(Collection entries)

_ _ _ _ _ _ _

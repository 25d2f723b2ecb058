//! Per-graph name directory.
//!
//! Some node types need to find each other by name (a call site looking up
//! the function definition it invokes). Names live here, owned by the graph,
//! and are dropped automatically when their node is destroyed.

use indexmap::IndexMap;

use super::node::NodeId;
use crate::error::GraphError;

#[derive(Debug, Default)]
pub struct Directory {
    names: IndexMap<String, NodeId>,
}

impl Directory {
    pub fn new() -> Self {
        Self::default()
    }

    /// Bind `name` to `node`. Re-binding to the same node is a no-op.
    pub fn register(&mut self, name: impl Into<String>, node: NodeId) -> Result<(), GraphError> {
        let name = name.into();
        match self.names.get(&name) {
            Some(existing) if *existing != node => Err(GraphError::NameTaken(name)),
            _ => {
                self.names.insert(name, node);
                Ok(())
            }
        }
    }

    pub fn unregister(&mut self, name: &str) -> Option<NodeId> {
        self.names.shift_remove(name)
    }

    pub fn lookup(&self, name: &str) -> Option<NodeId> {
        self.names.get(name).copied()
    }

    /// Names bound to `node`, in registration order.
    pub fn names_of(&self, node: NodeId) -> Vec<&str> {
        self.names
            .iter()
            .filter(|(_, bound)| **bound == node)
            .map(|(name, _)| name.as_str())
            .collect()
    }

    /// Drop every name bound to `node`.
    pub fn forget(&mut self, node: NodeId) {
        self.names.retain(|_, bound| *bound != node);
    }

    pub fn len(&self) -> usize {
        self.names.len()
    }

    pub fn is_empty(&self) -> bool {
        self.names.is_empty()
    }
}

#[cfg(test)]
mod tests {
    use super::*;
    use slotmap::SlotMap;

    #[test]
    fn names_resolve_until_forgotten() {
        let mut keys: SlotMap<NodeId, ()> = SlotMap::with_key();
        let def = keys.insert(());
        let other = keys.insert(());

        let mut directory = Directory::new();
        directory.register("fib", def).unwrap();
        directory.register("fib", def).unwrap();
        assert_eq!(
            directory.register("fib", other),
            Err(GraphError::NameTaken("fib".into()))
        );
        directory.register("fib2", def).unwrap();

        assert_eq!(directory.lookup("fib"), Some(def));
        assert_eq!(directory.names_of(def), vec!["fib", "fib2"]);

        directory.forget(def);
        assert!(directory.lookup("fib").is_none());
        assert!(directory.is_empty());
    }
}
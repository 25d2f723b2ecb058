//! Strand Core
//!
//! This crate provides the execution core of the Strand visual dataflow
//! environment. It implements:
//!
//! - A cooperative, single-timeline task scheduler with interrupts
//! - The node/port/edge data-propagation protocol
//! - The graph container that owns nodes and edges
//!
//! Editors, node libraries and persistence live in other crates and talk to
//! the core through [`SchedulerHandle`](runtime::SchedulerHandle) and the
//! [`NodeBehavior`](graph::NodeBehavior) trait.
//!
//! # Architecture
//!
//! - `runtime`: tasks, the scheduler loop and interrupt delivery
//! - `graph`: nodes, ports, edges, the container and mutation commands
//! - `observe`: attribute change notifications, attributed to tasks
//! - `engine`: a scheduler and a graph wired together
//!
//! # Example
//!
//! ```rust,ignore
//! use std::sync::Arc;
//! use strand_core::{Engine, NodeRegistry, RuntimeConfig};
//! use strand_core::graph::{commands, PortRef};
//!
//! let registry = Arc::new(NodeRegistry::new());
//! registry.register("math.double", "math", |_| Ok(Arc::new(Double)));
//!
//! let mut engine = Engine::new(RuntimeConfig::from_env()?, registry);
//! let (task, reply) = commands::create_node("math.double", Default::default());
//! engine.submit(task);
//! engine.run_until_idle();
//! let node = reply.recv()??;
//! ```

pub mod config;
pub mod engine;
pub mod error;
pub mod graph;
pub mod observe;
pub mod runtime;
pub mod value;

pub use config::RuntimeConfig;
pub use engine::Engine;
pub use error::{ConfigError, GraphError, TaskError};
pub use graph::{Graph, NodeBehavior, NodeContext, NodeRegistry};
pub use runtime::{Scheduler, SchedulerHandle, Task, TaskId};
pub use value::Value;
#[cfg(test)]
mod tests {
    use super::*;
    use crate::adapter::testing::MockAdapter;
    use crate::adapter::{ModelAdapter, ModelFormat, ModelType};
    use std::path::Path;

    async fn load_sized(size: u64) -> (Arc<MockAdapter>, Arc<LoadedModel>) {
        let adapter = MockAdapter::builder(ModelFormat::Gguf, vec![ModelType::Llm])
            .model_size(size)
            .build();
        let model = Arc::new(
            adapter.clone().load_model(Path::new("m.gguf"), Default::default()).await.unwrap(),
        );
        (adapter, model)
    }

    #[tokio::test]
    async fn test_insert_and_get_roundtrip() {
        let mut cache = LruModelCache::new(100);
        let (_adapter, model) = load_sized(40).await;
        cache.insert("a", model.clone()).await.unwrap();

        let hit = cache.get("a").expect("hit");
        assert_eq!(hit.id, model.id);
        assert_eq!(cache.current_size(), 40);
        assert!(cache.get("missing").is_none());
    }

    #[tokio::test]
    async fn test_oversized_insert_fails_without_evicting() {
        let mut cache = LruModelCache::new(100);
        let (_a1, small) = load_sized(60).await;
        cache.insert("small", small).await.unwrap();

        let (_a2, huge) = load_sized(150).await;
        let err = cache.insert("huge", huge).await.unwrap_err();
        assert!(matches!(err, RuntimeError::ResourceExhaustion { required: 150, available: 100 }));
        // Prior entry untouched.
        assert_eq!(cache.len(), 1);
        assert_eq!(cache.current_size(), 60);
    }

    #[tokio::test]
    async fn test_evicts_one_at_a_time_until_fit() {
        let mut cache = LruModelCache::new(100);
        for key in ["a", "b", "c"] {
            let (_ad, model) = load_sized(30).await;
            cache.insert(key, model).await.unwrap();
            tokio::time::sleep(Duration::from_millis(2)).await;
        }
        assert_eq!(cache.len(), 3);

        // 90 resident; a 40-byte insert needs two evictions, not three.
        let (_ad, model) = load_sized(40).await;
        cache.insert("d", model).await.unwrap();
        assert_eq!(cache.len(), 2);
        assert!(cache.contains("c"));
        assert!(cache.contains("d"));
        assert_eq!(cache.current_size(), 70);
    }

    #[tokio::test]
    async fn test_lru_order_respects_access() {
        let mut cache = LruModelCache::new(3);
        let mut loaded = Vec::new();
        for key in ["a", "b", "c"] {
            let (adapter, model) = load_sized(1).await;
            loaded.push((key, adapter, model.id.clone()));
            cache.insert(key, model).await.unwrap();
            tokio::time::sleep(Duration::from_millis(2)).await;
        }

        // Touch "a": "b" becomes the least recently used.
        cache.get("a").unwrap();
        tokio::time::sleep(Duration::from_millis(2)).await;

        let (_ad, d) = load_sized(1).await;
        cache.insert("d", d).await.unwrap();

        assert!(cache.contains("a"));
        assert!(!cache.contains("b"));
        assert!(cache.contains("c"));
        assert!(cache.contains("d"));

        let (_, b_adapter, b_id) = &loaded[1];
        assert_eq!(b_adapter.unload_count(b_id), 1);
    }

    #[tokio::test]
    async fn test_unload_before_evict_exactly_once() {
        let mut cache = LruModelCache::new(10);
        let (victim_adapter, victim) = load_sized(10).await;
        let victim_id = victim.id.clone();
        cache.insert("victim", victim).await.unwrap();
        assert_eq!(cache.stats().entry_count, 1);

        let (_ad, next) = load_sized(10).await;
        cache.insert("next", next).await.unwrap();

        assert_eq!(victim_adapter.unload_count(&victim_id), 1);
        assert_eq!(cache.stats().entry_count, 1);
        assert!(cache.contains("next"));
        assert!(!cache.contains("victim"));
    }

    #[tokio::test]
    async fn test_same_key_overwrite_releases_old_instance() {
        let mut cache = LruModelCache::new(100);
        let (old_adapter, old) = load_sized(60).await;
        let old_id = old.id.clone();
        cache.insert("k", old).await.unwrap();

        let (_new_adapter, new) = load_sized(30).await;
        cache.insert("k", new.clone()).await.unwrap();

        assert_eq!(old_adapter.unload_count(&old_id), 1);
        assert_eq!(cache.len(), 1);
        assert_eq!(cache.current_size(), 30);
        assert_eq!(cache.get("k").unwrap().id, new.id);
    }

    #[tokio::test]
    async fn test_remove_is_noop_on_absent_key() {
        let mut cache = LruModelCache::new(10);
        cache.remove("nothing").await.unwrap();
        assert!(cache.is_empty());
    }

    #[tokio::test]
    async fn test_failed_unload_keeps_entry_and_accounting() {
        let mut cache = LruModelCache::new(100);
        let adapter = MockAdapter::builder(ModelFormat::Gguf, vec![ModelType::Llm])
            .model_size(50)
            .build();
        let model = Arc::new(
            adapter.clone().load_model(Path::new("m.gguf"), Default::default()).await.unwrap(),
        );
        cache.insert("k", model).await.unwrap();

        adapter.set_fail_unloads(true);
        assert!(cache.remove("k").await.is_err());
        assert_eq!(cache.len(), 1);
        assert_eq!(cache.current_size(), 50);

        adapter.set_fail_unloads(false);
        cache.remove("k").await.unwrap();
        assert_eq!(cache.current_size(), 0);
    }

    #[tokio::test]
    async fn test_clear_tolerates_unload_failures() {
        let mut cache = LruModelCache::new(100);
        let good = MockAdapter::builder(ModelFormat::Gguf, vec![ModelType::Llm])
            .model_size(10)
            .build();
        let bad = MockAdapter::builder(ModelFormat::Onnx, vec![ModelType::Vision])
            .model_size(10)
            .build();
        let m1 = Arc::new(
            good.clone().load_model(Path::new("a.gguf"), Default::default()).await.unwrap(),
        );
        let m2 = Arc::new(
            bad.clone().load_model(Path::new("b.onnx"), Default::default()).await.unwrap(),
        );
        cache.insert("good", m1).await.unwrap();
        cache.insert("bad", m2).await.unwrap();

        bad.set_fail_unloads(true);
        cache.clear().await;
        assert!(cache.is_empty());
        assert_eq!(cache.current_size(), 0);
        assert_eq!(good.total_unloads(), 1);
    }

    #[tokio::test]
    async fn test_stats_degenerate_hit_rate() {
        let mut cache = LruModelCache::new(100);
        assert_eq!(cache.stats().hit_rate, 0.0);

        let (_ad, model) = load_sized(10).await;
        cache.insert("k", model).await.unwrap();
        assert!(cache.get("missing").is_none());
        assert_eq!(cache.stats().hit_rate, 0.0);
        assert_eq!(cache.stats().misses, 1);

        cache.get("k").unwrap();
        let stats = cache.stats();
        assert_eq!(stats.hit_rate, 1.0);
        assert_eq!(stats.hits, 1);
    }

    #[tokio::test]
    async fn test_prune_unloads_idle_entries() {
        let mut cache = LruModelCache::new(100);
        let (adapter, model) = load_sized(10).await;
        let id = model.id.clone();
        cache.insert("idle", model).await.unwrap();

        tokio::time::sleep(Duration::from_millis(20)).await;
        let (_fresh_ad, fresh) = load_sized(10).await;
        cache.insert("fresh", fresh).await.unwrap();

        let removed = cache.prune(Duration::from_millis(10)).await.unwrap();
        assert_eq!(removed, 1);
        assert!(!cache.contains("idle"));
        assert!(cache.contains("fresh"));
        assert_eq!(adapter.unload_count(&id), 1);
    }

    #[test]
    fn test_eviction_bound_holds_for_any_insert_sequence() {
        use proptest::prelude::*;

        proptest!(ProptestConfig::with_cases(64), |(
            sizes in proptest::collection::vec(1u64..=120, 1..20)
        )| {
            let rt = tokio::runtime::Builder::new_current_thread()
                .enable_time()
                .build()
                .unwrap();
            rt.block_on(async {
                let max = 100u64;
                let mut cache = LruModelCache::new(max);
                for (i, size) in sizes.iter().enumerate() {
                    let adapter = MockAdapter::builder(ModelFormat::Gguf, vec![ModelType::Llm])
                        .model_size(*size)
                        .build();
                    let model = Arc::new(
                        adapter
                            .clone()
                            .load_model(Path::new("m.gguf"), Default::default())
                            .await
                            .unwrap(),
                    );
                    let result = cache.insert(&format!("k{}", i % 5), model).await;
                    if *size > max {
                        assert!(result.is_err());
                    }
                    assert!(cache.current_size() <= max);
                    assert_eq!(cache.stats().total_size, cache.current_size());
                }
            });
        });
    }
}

_ _ _ _ _ _ _

## Required action
How many lines of the entries above hold the string "NodeBehavior"? Reply with the number alone.

## Worked solution
2